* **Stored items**
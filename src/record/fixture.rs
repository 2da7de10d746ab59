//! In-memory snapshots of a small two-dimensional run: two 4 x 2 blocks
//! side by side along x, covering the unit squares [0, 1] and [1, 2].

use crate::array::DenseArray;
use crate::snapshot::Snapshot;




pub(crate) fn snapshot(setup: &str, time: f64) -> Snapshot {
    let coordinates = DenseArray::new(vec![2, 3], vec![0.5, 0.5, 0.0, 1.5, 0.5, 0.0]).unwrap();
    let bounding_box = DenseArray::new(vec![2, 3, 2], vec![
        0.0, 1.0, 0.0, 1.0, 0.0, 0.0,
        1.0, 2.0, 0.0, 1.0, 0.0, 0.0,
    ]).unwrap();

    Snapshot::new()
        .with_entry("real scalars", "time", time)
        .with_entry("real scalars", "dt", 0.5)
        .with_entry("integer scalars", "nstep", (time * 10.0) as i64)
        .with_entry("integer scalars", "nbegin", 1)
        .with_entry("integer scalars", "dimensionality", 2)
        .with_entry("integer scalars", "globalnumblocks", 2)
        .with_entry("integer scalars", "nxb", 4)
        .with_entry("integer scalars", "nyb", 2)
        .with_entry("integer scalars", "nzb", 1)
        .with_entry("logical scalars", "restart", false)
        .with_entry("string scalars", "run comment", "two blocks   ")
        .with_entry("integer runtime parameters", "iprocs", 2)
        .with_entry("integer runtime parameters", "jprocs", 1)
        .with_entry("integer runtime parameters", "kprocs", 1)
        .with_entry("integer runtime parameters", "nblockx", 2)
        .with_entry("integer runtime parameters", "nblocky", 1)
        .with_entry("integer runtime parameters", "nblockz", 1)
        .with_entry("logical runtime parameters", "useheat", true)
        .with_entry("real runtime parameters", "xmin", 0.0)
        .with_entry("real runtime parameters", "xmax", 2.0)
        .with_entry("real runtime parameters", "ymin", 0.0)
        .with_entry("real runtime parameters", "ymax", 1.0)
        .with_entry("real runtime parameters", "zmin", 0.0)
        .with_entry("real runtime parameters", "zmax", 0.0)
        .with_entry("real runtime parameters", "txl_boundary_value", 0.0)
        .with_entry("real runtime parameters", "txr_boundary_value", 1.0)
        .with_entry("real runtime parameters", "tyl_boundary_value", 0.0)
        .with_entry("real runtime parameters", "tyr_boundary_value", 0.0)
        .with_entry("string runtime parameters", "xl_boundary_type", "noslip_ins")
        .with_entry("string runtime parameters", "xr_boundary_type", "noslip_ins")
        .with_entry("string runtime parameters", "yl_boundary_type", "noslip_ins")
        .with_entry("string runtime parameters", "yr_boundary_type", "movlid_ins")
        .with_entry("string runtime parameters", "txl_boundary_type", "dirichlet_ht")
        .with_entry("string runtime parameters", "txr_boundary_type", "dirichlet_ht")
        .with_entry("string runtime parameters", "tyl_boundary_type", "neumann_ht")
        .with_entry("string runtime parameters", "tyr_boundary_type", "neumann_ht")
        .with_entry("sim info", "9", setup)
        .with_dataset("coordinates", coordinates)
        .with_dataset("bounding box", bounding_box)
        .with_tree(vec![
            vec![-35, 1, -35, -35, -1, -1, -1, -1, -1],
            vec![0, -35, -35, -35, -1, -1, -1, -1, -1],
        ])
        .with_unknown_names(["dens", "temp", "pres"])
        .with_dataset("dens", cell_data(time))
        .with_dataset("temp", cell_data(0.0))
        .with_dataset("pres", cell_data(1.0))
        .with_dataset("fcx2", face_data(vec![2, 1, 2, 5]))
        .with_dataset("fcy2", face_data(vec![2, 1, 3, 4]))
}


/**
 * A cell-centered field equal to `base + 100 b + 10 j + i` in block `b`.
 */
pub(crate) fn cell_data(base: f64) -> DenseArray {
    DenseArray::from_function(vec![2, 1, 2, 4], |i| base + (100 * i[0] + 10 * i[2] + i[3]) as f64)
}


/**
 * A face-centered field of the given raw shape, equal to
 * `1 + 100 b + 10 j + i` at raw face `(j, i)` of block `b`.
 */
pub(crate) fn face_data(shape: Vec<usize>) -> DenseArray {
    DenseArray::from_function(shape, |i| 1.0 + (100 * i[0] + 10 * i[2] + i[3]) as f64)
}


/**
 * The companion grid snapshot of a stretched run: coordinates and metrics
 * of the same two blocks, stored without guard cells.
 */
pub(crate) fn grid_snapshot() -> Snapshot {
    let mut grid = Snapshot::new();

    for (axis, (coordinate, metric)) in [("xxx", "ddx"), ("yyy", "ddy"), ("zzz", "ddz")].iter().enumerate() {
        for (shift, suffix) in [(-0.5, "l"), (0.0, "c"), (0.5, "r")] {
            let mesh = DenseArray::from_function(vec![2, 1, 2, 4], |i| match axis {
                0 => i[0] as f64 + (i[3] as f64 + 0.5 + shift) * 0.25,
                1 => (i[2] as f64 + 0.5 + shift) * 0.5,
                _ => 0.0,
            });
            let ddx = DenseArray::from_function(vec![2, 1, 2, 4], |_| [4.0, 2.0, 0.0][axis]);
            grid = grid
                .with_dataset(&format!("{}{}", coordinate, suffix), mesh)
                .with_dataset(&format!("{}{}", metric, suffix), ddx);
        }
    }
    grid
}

--

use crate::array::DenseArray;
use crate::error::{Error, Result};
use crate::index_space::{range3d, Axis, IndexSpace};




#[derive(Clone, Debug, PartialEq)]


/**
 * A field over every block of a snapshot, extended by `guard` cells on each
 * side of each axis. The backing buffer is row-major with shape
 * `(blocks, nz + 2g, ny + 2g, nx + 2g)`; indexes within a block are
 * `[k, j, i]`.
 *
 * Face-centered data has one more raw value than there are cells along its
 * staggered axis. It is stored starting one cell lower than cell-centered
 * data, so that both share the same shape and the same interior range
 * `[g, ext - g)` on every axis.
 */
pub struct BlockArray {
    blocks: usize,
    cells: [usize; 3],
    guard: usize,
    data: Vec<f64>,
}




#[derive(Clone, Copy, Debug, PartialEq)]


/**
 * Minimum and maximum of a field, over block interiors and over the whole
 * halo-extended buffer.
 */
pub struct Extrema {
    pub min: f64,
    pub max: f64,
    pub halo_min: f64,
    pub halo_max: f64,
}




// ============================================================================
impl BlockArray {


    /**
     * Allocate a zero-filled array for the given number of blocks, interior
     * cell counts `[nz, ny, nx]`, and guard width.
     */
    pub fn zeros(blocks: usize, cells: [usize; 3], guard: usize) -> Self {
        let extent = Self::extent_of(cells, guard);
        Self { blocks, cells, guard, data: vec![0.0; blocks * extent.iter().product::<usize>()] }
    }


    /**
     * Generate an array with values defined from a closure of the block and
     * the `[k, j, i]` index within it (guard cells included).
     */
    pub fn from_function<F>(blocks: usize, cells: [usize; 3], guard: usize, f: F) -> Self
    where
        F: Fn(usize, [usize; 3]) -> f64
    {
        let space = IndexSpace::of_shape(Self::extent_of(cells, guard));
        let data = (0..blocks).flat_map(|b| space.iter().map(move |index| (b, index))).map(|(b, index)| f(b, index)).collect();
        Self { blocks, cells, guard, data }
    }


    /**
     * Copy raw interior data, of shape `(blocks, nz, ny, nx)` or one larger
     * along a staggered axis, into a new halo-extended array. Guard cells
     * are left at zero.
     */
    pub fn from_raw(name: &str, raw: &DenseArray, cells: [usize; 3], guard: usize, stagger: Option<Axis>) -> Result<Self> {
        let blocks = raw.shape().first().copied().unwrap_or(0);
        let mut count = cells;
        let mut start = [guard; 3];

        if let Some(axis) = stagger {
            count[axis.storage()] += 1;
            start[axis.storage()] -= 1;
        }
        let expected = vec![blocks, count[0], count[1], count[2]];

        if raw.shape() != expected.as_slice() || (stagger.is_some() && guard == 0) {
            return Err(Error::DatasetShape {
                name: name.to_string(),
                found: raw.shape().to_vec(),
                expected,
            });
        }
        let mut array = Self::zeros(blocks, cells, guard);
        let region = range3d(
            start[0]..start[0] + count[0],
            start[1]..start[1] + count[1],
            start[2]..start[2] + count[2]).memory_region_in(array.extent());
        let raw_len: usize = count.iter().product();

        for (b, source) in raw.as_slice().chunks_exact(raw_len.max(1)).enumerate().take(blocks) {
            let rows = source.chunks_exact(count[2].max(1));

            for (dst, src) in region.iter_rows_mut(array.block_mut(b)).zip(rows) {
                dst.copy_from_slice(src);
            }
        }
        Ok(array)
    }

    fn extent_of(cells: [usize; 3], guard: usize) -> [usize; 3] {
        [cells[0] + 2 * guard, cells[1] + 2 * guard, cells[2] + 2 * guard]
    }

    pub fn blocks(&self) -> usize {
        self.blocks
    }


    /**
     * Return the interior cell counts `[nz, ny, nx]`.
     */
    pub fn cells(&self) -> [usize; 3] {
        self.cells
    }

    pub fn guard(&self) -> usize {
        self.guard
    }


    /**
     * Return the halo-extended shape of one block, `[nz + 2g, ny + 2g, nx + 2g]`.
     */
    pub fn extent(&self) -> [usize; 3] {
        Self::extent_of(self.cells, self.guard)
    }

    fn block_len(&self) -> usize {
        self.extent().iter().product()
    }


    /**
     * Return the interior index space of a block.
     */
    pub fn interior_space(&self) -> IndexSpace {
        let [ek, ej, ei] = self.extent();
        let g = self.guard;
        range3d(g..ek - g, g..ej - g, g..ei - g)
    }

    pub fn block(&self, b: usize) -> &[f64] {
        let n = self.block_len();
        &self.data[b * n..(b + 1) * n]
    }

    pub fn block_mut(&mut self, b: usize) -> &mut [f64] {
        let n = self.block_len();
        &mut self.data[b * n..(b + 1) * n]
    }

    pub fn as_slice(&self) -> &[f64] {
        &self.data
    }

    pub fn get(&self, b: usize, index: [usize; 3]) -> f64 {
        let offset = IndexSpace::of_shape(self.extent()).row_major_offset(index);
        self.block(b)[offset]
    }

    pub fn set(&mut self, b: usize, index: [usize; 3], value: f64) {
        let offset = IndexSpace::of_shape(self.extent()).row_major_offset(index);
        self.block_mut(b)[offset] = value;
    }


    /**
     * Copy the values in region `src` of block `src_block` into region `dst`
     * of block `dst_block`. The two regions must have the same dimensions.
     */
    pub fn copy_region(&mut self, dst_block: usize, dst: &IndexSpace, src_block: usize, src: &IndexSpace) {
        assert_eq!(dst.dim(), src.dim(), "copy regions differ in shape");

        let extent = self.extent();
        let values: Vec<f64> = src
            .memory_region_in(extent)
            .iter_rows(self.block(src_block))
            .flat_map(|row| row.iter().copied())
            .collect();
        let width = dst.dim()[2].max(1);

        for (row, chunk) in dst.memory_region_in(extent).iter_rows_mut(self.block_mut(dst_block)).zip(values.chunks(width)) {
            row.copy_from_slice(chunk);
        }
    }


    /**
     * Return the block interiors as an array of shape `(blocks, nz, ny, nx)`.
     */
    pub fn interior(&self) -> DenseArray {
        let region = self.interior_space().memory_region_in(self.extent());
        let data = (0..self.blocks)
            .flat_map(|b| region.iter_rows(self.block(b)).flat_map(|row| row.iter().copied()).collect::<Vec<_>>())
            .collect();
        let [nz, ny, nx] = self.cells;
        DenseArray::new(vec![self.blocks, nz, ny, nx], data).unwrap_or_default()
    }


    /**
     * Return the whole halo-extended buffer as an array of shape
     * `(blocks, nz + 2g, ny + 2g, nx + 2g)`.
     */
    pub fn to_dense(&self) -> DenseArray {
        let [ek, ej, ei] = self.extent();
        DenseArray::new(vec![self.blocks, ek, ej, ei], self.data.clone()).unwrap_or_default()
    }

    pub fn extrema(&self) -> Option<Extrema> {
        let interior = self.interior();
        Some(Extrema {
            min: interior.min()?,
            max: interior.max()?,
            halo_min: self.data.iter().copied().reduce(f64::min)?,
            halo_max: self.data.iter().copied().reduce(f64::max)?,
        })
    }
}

==

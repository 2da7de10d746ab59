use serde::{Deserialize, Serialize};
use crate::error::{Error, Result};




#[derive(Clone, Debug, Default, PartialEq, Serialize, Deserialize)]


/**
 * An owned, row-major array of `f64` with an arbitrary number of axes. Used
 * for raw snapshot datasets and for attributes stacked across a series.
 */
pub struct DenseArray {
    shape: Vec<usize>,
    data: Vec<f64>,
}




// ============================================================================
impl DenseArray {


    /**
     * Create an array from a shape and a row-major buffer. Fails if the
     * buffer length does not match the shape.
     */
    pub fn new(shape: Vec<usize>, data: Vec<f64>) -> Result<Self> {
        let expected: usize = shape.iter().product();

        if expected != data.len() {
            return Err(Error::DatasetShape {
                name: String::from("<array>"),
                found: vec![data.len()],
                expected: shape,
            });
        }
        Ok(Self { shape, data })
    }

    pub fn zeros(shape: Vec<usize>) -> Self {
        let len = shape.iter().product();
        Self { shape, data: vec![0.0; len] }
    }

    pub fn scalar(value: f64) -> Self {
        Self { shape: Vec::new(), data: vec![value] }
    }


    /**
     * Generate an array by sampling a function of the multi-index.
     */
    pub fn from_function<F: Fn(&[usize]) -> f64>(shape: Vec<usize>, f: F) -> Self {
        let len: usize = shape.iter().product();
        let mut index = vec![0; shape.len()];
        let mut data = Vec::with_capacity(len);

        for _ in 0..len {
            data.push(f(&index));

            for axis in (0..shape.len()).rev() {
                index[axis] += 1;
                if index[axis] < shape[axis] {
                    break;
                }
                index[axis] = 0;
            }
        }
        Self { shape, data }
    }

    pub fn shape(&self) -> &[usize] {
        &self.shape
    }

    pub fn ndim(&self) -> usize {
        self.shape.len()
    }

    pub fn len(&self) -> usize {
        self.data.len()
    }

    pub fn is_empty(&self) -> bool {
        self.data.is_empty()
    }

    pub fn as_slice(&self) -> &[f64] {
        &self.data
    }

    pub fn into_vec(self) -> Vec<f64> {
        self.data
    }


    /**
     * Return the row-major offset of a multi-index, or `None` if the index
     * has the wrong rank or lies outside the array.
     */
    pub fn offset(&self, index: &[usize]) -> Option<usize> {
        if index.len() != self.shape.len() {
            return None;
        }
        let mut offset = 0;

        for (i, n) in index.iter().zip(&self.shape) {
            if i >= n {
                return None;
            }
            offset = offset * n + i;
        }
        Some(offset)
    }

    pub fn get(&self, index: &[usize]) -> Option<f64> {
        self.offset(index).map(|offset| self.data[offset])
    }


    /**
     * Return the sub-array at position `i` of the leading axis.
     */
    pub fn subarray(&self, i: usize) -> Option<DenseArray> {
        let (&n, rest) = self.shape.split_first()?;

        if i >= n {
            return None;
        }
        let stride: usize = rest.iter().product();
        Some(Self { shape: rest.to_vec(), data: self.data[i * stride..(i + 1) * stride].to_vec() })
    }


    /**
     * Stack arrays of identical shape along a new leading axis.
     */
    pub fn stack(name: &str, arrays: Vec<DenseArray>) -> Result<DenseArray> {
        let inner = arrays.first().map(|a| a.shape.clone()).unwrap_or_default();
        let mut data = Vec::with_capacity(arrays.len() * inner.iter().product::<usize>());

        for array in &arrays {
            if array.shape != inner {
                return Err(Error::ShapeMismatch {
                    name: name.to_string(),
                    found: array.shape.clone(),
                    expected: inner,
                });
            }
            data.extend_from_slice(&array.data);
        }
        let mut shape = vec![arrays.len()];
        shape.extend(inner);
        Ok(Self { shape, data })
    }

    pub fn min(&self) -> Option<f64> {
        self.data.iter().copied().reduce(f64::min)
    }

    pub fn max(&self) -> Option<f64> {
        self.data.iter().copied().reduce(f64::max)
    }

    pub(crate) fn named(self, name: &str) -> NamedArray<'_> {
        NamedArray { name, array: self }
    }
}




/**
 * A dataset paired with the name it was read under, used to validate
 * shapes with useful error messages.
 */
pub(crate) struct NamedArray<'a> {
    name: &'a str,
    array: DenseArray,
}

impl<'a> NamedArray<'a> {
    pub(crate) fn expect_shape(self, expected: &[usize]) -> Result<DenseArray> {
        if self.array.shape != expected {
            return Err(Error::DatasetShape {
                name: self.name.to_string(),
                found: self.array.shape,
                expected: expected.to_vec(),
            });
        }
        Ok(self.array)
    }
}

* **Exercise goal**
Look back at the data above. Transcribe exactly the lines starting at the line that contains "(guard cells included)." and ending at the line that contains "let raw_len: usize".

* **Reply**
     * the `[k, j, i]` index within it (guard cells included).
     */
    pub fn from_function<F>(blocks: usize, cells: [usize; 3], guard: usize, f: F) -> Self
    where
        F: Fn(usize, [usize; 3]) -> f64
    {
        let space = IndexSpace::of_shape(Self::extent_of(cells, guard));
        let data = (0..blocks).flat_map(|b| space.iter().map(move |index| (b, index))).map(|(b, index)| f(b, index)).collect();
        Self { blocks, cells, guard, data }
    }


    /**
     * Copy raw interior data, of shape `(blocks, nz, ny, nx)` or one larger
     * along a staggered axis, into a new halo-extended array. Guard cells
     * are left at zero.
     */
    pub fn from_raw(name: &str, raw: &DenseArray, cells: [usize; 3], guard: usize, stagger: Option<Axis>) -> Result<Self> {
        let blocks = raw.shape().first().copied().unwrap_or(0);
        let mut count = cells;
        let mut start = [guard; 3];

        if let Some(axis) = stagger {
            count[axis.storage()] += 1;
            start[axis.storage()] -= 1;
        }
        let expected = vec![blocks, count[0], count[1], count[2]];

        if raw.shape() != expected.as_slice() || (stagger.is_some() && guard == 0) {
            return Err(Error::DatasetShape {
                name: name.to_string(),
                found: raw.shape().to_vec(),
                expected,
            });
        }
        let mut array = Self::zeros(blocks, cells, guard);
        let region = range3d(
            start[0]..start[0] + count[0],
            start[1]..start[1] + count[1],
            start[2]..start[2] + count[2]).memory_region_in(array.extent());
        let raw_len: usize = count.iter().product();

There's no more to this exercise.